* _Problem to work on_:
Transcribe all the data, leaving each word as it is.

-------- Supplied data

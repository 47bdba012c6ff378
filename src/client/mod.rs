//! Authenticated marketplace client.
//!
//! Every call goes through [`ApiClient::send`]:
//!
//! 1. attach the credential the [`TokenStore`] yields for the policy
//! 2. send; anything but 401 is returned untouched
//! 3. on 401, refresh (or clear) the user's tokens and persist them
//! 4. rebuild the request and send it exactly once more, returning that
//!    response whatever it is
//!
//! There is no loop and no backoff. A second 401 is the caller's problem.

pub mod envelope;


use crate::config::ZwapgridConfig;
use crate::error::{Error, Result};
use crate::oauth::TokenRefresher;
use crate::session::{AuthPolicy, Credential, TokenStore};
use crate::users::UserStore;
use reqwest::header::{AUTHORIZATION, CONTENT_TYPE};
use reqwest::{Method, StatusCode};
use serde::de::DeserializeOwned;
use serde::Serialize;
use std::sync::Arc;
use tracing::{debug, info, warn};

const USER_AGENT: &str = concat!("zwapgrid-partner/", env!("CARGO_PKG_VERSION"));

/// A request that can be rebuilt for the retry.
#[derive(Clone, Debug)]
pub struct ApiRequest {
    method: Method,
    path: String,
    body: Option<Vec<u8>>,
}

impl ApiRequest {
    pub fn get(path: impl Into<String>) -> Self {
        Self {
            method: Method::GET,
            path: path.into(),
            body: None,
        }
    }

    pub fn post_json<T: Serialize + ?Sized>(path: impl Into<String>, body: &T) -> Result<Self> {
        let body = serde_json::to_vec(body)
            .map_err(|e| Error::Protocol(format!("failed to encode request body: {}", e)))?;
        Ok(Self {
            method: Method::POST,
            path: path.into(),
            body: Some(body),
        })
    }

    pub fn method(&self) -> &Method {
        &self.method
    }

    pub fn path(&self) -> &str {
        &self.path
    }
}

/// HTTP client for the marketplace API with the single-retry policy.
pub struct ApiClient {
    http: reqwest::Client,
    api_base: String,
    refresher: TokenRefresher,
    users: Arc<dyn UserStore>,
}

impl ApiClient {
    pub fn new(config: &ZwapgridConfig, users: Arc<dyn UserStore>) -> Result<Self> {
        let http = reqwest::Client::builder().user_agent(USER_AGENT).build()?;
        Ok(Self {
            refresher: TokenRefresher::new(http.clone(), config),
            api_base: config.api_base(),
            http,
            users,
        })
    }

    pub fn refresher(&self) -> &TokenRefresher {
        &self.refresher
    }

    pub fn users(&self) -> &Arc<dyn UserStore> {
        &self.users
    }

    /// One send with a fixed credential. No retry, no token handling.
    pub async fn attempt(
        &self,
        request: &ApiRequest,
        credential: &Credential,
    ) -> Result<reqwest::Response> {
        let url = format!("{}{}", self.api_base, request.path);
        let mut builder = self.http.request(request.method.clone(), &url);

        if let Some(body) = &request.body {
            builder = builder
                .header(CONTENT_TYPE, "application/json")
                .body(body.clone());
        }
        if let Some(value) = credential.header_value() {
            builder = builder.header(AUTHORIZATION, value);
        }

        let response = builder.send().await?;
        debug!(
            method = %request.method,
            path = %request.path,
            status = %response.status(),
            "Marketplace call"
        );
        Ok(response)
    }

    /// Sends a request, refreshing credentials and retrying once on 401.
    ///
    /// # Errors
    /// * `Transport` - Either send failed to reach the API
    /// * `Storage` - The refreshed or cleared tokens could not be persisted
    pub async fn send(
        &self,
        tokens: &mut TokenStore,
        policy: AuthPolicy,
        request: &ApiRequest,
    ) -> Result<reqwest::Response> {
        let response = self.attempt(request, &tokens.credential(policy)).await?;
        if response.status() != StatusCode::UNAUTHORIZED {
            return Ok(response);
        }

        info!(
            user_id = %tokens.user().id,
            path = %request.path,
            "Marketplace rejected credentials, refreshing before retry"
        );
        self.recover_credentials(tokens).await?;

        self.attempt(request, &tokens.credential(policy)).await
    }

    /// Brings the token store out of the Expired state.
    ///
    /// With a refresh token, exchanges it and persists the new pair. If the
    /// token endpoint refuses, both tokens are dropped. Without one, only the
    /// access token is dropped. Either way the store is flushed so a
    /// consumed refresh token is never reused.
    async fn recover_credentials(&self, tokens: &mut TokenStore) -> Result<()> {
        let Some(refresh_token) = tokens.refresh_token().map(str::to_string) else {
            debug!(user_id = %tokens.user().id, "No refresh token, clearing access token");
            if tokens.access_token().is_some() {
                tokens.clear_access_token();
                tokens.persist(self.users.as_ref()).await?;
            }
            return Ok(());
        };

        match self.refresher.refresh_tokens(&refresh_token).await {
            Ok(pair) => {
                tokens.set_tokens(&pair);
                info!(user_id = %tokens.user().id, "Marketplace tokens refreshed");
            }
            Err(Error::AuthRefresh(reason)) => {
                warn!(
                    user_id = %tokens.user().id,
                    reason = %reason,
                    "Token refresh refused, dropping stored tokens"
                );
                tokens.clear_tokens();
            }
            Err(e) => return Err(e),
        }

        tokens.persist(self.users.as_ref()).await
    }

    /// GET an endpoint and unwrap its envelope.
    pub async fn get<T: DeserializeOwned>(
        &self,
        tokens: &mut TokenStore,
        policy: AuthPolicy,
        path: &str,
    ) -> Result<T> {
        let response = self.send(tokens, policy, &ApiRequest::get(path)).await?;
        envelope::decode(response).await
    }

    /// POST a JSON body and unwrap the envelope of the answer.
    pub async fn post<I: Serialize + ?Sized, O: DeserializeOwned>(
        &self,
        tokens: &mut TokenStore,
        policy: AuthPolicy,
        path: &str,
        input: &I,
    ) -> Result<O> {
        let request = ApiRequest::post_json(path, input)?;
        let response = self.send(tokens, policy, &request).await?;
        envelope::decode(response).await
    }
}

----------------

* _Problem solution_:
repository 47bdba012c6ff378
filename src/client/mod.rs
//! Authenticated marketplace client.
//!
//! Every call goes through [`ApiClient::send`]:
//!
//! 1. attach the credential the [`TokenStore`] yields for the policy
//! 2. send; anything but 401 is returned untouched
//! 3. on 401, refresh (or clear) the user's tokens and persist them
//! 4. rebuild the request and send it exactly once more, returning that
//!    response whatever it is
//!
//! There is no loop and no backoff. A second 401 is the caller's problem.

pub mod envelope;


use crate::config::ZwapgridConfig;
use crate::error::{Error, Result};
use crate::oauth::TokenRefresher;
use crate::session::{AuthPolicy, Credential, TokenStore};
use crate::users::UserStore;
use reqwest::header::{AUTHORIZATION, CONTENT_TYPE};
use reqwest::{Method, StatusCode};
use serde::de::DeserializeOwned;
use serde::Serialize;
use std::sync::Arc;
use tracing::{debug, info, warn};

const USER_AGENT: &str = concat!("zwapgrid-partner/", env!("CARGO_PKG_VERSION"));

/// A request that can be rebuilt for the retry.
#[derive(Clone, Debug)]
pub struct ApiRequest {
    method: Method,
    path: String,
    body: Option<Vec<u8>>,
}

impl ApiRequest {
    pub fn get(path: impl Into<String>) -> Self {
        Self {
            method: Method::GET,
            path: path.into(),
            body: None,
        }
    }

    pub fn post_json<T: Serialize + ?Sized>(path: impl Into<String>, body: &T) -> Result<Self> {
        let body = serde_json::to_vec(body)
            .map_err(|e| Error::Protocol(format!("failed to encode request body: {}", e)))?;
        Ok(Self {
            method: Method::POST,
            path: path.into(),
            body: Some(body),
        })
    }

    pub fn method(&self) -> &Method {
        &self.method
    }

    pub fn path(&self) -> &str {
        &self.path
    }
}

/// HTTP client for the marketplace API with the single-retry policy.
pub struct ApiClient {
    http: reqwest::Client,
    api_base: String,
    refresher: TokenRefresher,
    users: Arc<dyn UserStore>,
}

impl ApiClient {
    pub fn new(config: &ZwapgridConfig, users: Arc<dyn UserStore>) -> Result<Self> {
        let http = reqwest::Client::builder().user_agent(USER_AGENT).build()?;
        Ok(Self {
            refresher: TokenRefresher::new(http.clone(), config),
            api_base: config.api_base(),
            http,
            users,
        })
    }

    pub fn refresher(&self) -> &TokenRefresher {
        &self.refresher
    }

    pub fn users(&self) -> &Arc<dyn UserStore> {
        &self.users
    }

    /// One send with a fixed credential. No retry, no token handling.
    pub async fn attempt(
        &self,
        request: &ApiRequest,
        credential: &Credential,
    ) -> Result<reqwest::Response> {
        let url = format!("{}{}", self.api_base, request.path);
        let mut builder = self.http.request(request.method.clone(), &url);

        if let Some(body) = &request.body {
            builder = builder
                .header(CONTENT_TYPE, "application/json")
                .body(body.clone());
        }
        if let Some(value) = credential.header_value() {
            builder = builder.header(AUTHORIZATION, value);
        }

        let response = builder.send().await?;
        debug!(
            method = %request.method,
            path = %request.path,
            status = %response.status(),
            "Marketplace call"
        );
        Ok(response)
    }

    /// Sends a request, refreshing credentials and retrying once on 401.
    ///
    /// # Errors
    /// * `Transport` - Either send failed to reach the API
    /// * `Storage` - The refreshed or cleared tokens could not be persisted
    pub async fn send(
        &self,
        tokens: &mut TokenStore,
        policy: AuthPolicy,
        request: &ApiRequest,
    ) -> Result<reqwest::Response> {
        let response = self.attempt(request, &tokens.credential(policy)).await?;
        if response.status() != StatusCode::UNAUTHORIZED {
            return Ok(response);
        }

        info!(
            user_id = %tokens.user().id,
            path = %request.path,
            "Marketplace rejected credentials, refreshing before retry"
        );
        self.recover_credentials(tokens).await?;

        self.attempt(request, &tokens.credential(policy)).await
    }

    /// Brings the token store out of the Expired state.
    ///
    /// With a refresh token, exchanges it and persists the new pair. If the
    /// token endpoint refuses, both tokens are dropped. Without one, only the
    /// access token is dropped. Either way the store is flushed so a
    /// consumed refresh token is never reused.
    async fn recover_credentials(&self, tokens: &mut TokenStore) -> Result<()> {
        let Some(refresh_token) = tokens.refresh_token().map(str::to_string) else {
            debug!(user_id = %tokens.user().id, "No refresh token, clearing access token");
            if tokens.access_token().is_some() {
                tokens.clear_access_token();
                tokens.persist(self.users.as_ref()).await?;
            }
            return Ok(());
        };

        match self.refresher.refresh_tokens(&refresh_token).await {
            Ok(pair) => {
                tokens.set_tokens(&pair);
                info!(user_id = %tokens.user().id, "Marketplace tokens refreshed");
            }
            Err(Error::AuthRefresh(reason)) => {
                warn!(
                    user_id = %tokens.user().id,
                    reason = %reason,
                    "Token refresh refused, dropping stored tokens"
                );
                tokens.clear_tokens();
            }
            Err(e) => return Err(e),
        }

        tokens.persist(self.users.as_ref()).await
    }

    /// GET an endpoint and unwrap its envelope.
    pub async fn get<T: DeserializeOwned>(
        &self,
        tokens: &mut TokenStore,
        policy: AuthPolicy,
        path: &str,
    ) -> Result<T> {
        let response = self.send(tokens, policy, &ApiRequest::get(path)).await?;
        envelope::decode(response).await
    }

    /// POST a JSON body and unwrap the envelope of the answer.
    pub async fn post<I: Serialize + ?Sized, O: DeserializeOwned>(
        &self,
        tokens: &mut TokenStore,
        policy: AuthPolicy,
        path: &str,
        input: &I,
    ) -> Result<O> {
        let request = ApiRequest::post_json(path, input)?;
        let response = self.send(tokens, policy, &request).await?;
        envelope::decode(response).await
    }
}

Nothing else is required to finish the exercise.